最古の粘土板(BC4000年紀末 ウルク、長さ4.5cm 粘土)

楔形文字が出現する前、BC3300年頃の絵文字である。ほとんどは国家の収入と支出、物品の出納を記録する会計簿であったと言われている。
絵文字で食料や動物が表され、丸い穴は数量を示しているらしい。

ドゥドゥ王の奉納額(初期王朝時代、BC2450年頃 テロー(旧ギルス出土、高さ25cm、天然アスファルト)

この奉納板はラガシュ王、大神官ドゥドゥがエニンヌ神殿に祭られているニンギルス神に献じたものである。
右側に立っている人物がドウドウ自身で、頭部は欠けているがカウナケスのスカートをつけ、左手には長い杖を持っている。左上には翼を広げた獅子頭の鷲が背中合わせに並んだ二頭のライオンの背に爪を立てているところで、一般にニンギルス神のシンボルと考えられている。獅子頭の鷲とライオンの組み合わせは他のラガシュの出土物にも見られるが、鷲の下押さえつけられたライオンが頭をもたげ、鷲の翼に食いついている場面は珍しいらしい。
中段左側では、若い牝牛がうずくまっていた姿勢から右前足を立てて起き上がろうとしているところが表わされている。最下段には4つの渦巻きからなる奇妙ま文様が見られるが、これが何を意味するのか明らかでない。
ドゥドゥの像と獅子頭の鷲、ライオン、牛、渦巻き模様の4つの要素が互いにどのような関係を持っているのかについては分かっていないらしい。

エンテメナ王の銀の壷(BC2500頃 テロー(旧ギルス)出土、高さ35cm 銀製)

銀を打ち出して作った壷で非常に洗練された形をしている。口のとろに楔模形文字でエンテメナ王がニンギルス神のために純銀で作り、その神殿エニンヌに奉納したものであると銘文されているという。
壷の表面にはアンズーがライオンの背に爪をかけているところ、そのライオンが山羊と鹿の頭に食いついているところが刻まれており、とても4500年以上も前のものとは思えないほど生き生きとしている。

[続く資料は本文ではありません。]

use std::io;

use v4l::control::{Control, Value};
use v4l::Device;

// --- 手动定义 V4L2 控制项常量 (Linux ABI) ---
// 来源: /usr/include/linux/v4l2-controls.h 与 Samsung FIMC 私有头文件

const V4L2_CID_PRIVATE_BASE: u32 = 0x0800_0000;

const CID_FIMC_JPEG_MAIN_SIZE: u32 = V4L2_CID_PRIVATE_BASE + 32;
const CID_FIMC_JPEG_MAIN_OFFSET: u32 = V4L2_CID_PRIVATE_BASE + 33;
const CID_FIMC_STREAM_PAUSE: u32 = V4L2_CID_PRIVATE_BASE + 53;

/// 暂停/恢复出帧的私有控制项及其取值
#[derive(Debug, Clone, Copy, PartialEq, Eq)]
pub struct PauseControl {
    pub id: u32,
    pub paused_value: i64,
    pub running_value: i64,
}

/// 驱动私有控制项
///
/// 标准 V4L2 没有 "暂停出帧" 与 "JPEG 主图位置" 的概念，
/// 各家 ISP 用私有 CID 实现，这里只记录 ID，由设备在需要时读写。
#[derive(Debug, Clone, Copy, Default, PartialEq, Eq)]
pub struct VendorControls {
    /// 未设置时 pause()/resume() 返回 Unsupported
    pub stream_pause: Option<PauseControl>,

    /// 压缩帧中主 JPEG 的字节偏移
    pub jpeg_main_offset: Option<u32>,

    /// 压缩帧中主 JPEG 的字节数
    pub jpeg_main_size: Option<u32>,
}

impl VendorControls {
    /// 无私有控制项 (标准 UVC 等设备)
    pub fn none() -> Self {
        Self::default()
    }

    /// Samsung S5PC11x FIMC 的控制项
    pub fn fimc() -> Self {
        Self {
            stream_pause: Some(PauseControl {
                id: CID_FIMC_STREAM_PAUSE,
                paused_value: 0,
                running_value: 1,
            }),
            jpeg_main_offset: Some(CID_FIMC_JPEG_MAIN_OFFSET),
            jpeg_main_size: Some(CID_FIMC_JPEG_MAIN_SIZE),
        }
    }

    pub(crate) fn set_paused(&self, dev: &Device, paused: bool) -> io::Result<()> {
        let ctrl = self.stream_pause.ok_or_else(|| {
            io::Error::new(
                io::ErrorKind::Unsupported,
                "device has no stream pause control",
            )
        })?;

        let value = if paused {
            ctrl.paused_value
        } else {
            ctrl.running_value
        };

        dev.set_control(Control {
            id: ctrl.id,
            value: Value::Integer(value),
        })
    }

    /// 读取主 JPEG 偏移；未配置时返回 `None`
    pub(crate) fn jpeg_offset(&self, dev: &Device) -> io::Result<Option<u32>> {
        match self.jpeg_main_offset {
            Some(id) => read_integer(dev, id).map(Some),
            None => Ok(None),
        }
    }

    /// 读取主 JPEG 大小；未配置时返回 `None`
    pub(crate) fn jpeg_size(&self, dev: &Device) -> io::Result<Option<u32>> {
        match self.jpeg_main_size {
            Some(id) => read_integer(dev, id).map(Some),
            None => Ok(None),
        }
    }
}

fn read_integer(dev: &Device, id: u32) -> io::Result<u32> {
    let ctrl = dev.control(id)?;
    match ctrl.value {
        Value::Integer(v) if v >= 0 => Ok(v as u32),
        _ => Err(io::Error::new(
            io::ErrorKind::InvalidData,
            format!("control {:#x} returned {:?}", id, ctrl.value),
        )),
    }
}

#[cfg(test)]
mod tests {
    use super::*;

    #[test]
    fn fimc_pause_polarity() {
        let fimc = VendorControls::fimc();
        let pause = fimc.stream_pause.unwrap();
        assert_eq!(pause.id, 0x0800_0035);
        assert_eq!(pause.paused_value, 0);
        assert_eq!(pause.running_value, 1);
        assert_eq!(fimc.jpeg_main_offset, Some(0x0800_0021));
        assert_eq!(fimc.jpeg_main_size, Some(0x0800_0020));
    }

    #[test]
    fn none_has_no_controls() {
        assert_eq!(VendorControls::none(), VendorControls::default());
        assert!(VendorControls::none().stream_pause.is_none());
    }
}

黄金の装身具(BC2500年頃 金、貴石 ウル出土)

ウルの王墓に埋葬されていた副葬品。大小の墓坑からは埋葬死体.多数の殉葬者の死体、死者とともに埋められたおぴただしい数の副葬品が出土した。
副葬品はいずれも金,銀その他の金属,貴石,貝殻などをふんだんに使った贅沢な装身具,家具.楽器.その他様々な工芸品類であった。この黄金の装身具は埋葬された貴婦人の遺骸が身につけていたものである。頭飾、耳輪、首飾りなど金の板を薄くのぱし、これを様々な形態に切り抜いて装身具にすることが,この頃のウルでは盛んであったようである。
これはシュメールの地で産出するものではなく、遠方の地から交易によってもたらされたものである。

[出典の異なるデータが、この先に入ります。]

use anyhow::Result;
use framequeue::prelude::*;
use std::time::Instant;

#[cfg(all(feature = "linux-v4l2", target_os = "linux"))]
fn main() -> Result<()> {
    tracing_subscriber::fmt::init();

    // 1. 打开摄像头 (索引 0)
    // 底层会自动启动后台 Worker，返回时首帧已就绪
    println!("Opening camera...");
    let mut cap = Camera::new(0)?;

    let info = cap.info().clone();
    println!(
        "Streaming {} ({}) {}x{} @ {}, {} buffers",
        info.name, info.id, info.width, info.height, info.format, info.buffer_count
    );

    // 2. 主循环
    let mut last_time = Instant::now();
    for i in 1..=300u32 {
        let frame = match cap.read() {
            Ok(frame) => frame,
            Err(e) => match e.downcast_ref::<CaptureError>() {
                // 超时不致命，继续等下一帧
                Some(CaptureError::CaptureTimeout(_)) => {
                    eprintln!("timeout: {}", e);
                    continue;
                }
                _ => return Err(e),
            },
        };

        if i % 30 == 0 {
            let fps = 30.0 / last_time.elapsed().as_secs_f64();
            last_time = Instant::now();
            println!(
                "frame #{} {} bytes, FPS: {:.1}",
                frame.sequence,
                frame.data.len(),
                fps
            );
        }
    }

    // 3. 清理 (Drop 会自动处理，但显式调用更规范)
    let stats = cap.stats()?;
    println!("{:?}, health {:?}", stats, stats.capture.assess_health());
    cap.close();

    Ok(())
}

#[cfg(not(all(feature = "linux-v4l2", target_os = "linux")))]
fn main() -> Result<()> {
    anyhow::bail!("No supported backend found for this OS. Please check Cargo features.")
}
use std::fmt;

/// 采集循环的运行统计
///
/// 随每次出队/超时更新，由上层定期读取用于健康判断。
#[derive(Clone, Default, PartialEq, Eq)]
pub struct CaptureStats {
    /// 已交付的帧数
    pub frames: u64,

    /// 驱动序号跳变推算出的丢帧数
    pub dropped: u64,

    /// 等待超时次数
    pub timeouts: u64,

    /// Sensor 复位次数
    pub resets: u64,

    /// STREAMOFF 时从消费者手中收回的缓冲数
    pub reclaimed: u64,

    pub last_sequence: Option<u32>,
}

impl fmt::Debug for CaptureStats {
    fn fmt(&self, f: &mut fmt::Formatter<'_>) -> fmt::Result {
        f.debug_struct("CaptureStats")
            .field("frames", &self.frames)
            .field("dropped", &self.dropped)
            .field("timeouts", &self.timeouts)
            .field("resets", &self.resets)
            .finish()
    }
}

/// 简单的状态指示
#[derive(Debug, Clone, Copy, PartialEq, Eq)]
pub enum CaptureHealth {
    Healthy,
    Warning(HealthIssue),
    Critical(HealthIssue),
}

#[derive(Debug, Clone, Copy, PartialEq, Eq)]
pub enum HealthIssue {
    FrameLoss,
    SensorStalls,
}

impl CaptureStats {
    /// 基于统计数据的粗略健康评估
    pub fn assess_health(&self) -> CaptureHealth {
        if self.resets > 3 {
            return CaptureHealth::Critical(HealthIssue::SensorStalls);
        }
        if self.resets > 0 || self.timeouts > 10 {
            return CaptureHealth::Warning(HealthIssue::SensorStalls);
        }

        // 丢帧超过 10%
        if self.frames > 0 && self.dropped * 10 > self.frames {
            return CaptureHealth::Warning(HealthIssue::FrameLoss);
        }

        CaptureHealth::Healthy
    }
}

モザイク・パネルの装飾フリーズ(BC2500~2400年頃 マリ、イシュタル神 殿出土 貝殻・凍結岩製)

貝殻を切り抜いて作った像を配したマリ出土の作品で元々はパネル状の本体の表面に取り付けられていたらしい。
画面が上下二段に仕切られ、下段右側馬に引かれた車と兵士らしき男、左側に腰と腕に縄を巻きつけられた裸身の男たちがいることから、戦争にまつわる話と考えられる。
上段では味方の兵士と思われる男たちが並び、中央に軍旗を高く掲げた男がこれと向き合い、更に後方に武器を持った兵士が続く。捕虜の姿をした男は下段の4~5人のほか,上段左端にも二人見える。
貝殻という脆い材料を使いながら,それぞれの人物に表情を持たせ,巧みな表現処理を見せている。

牡牛頭像(BC3000年紀 テロー(旧ギルス)、銅、ラピス・ラズリ、真珠の母貝)

この牡牛の頭像も4000年以上も前の作品とは思えない見事な出来栄えである。
この牡牛頭像は、多分、竪琴の共鳴箱を飾っていたものだろう言われている。

ウルイニムギナ王の円錐碑(BC2400年頃、テロー(旧ギルス)出土)

ウルイニムギナ王の改革碑文と呼ばれているもので、前王の悪政を非難し改革を行ったことが記されていると言う。役人の腐敗を一掃し、税を軽くしたり、また弱者救済を行ったことなどだが、ウルイニムギナ王は王権の簒奪者だったので改革、改革と唱えて政権の維持を図ったとも言われている。
ウルイニムギナ王は初期王朝時代のラガシュの最後の王と言われている。ウンマによってラガシュは破壊され、長く続いた抗争もようやく終止符を打ったとのこ。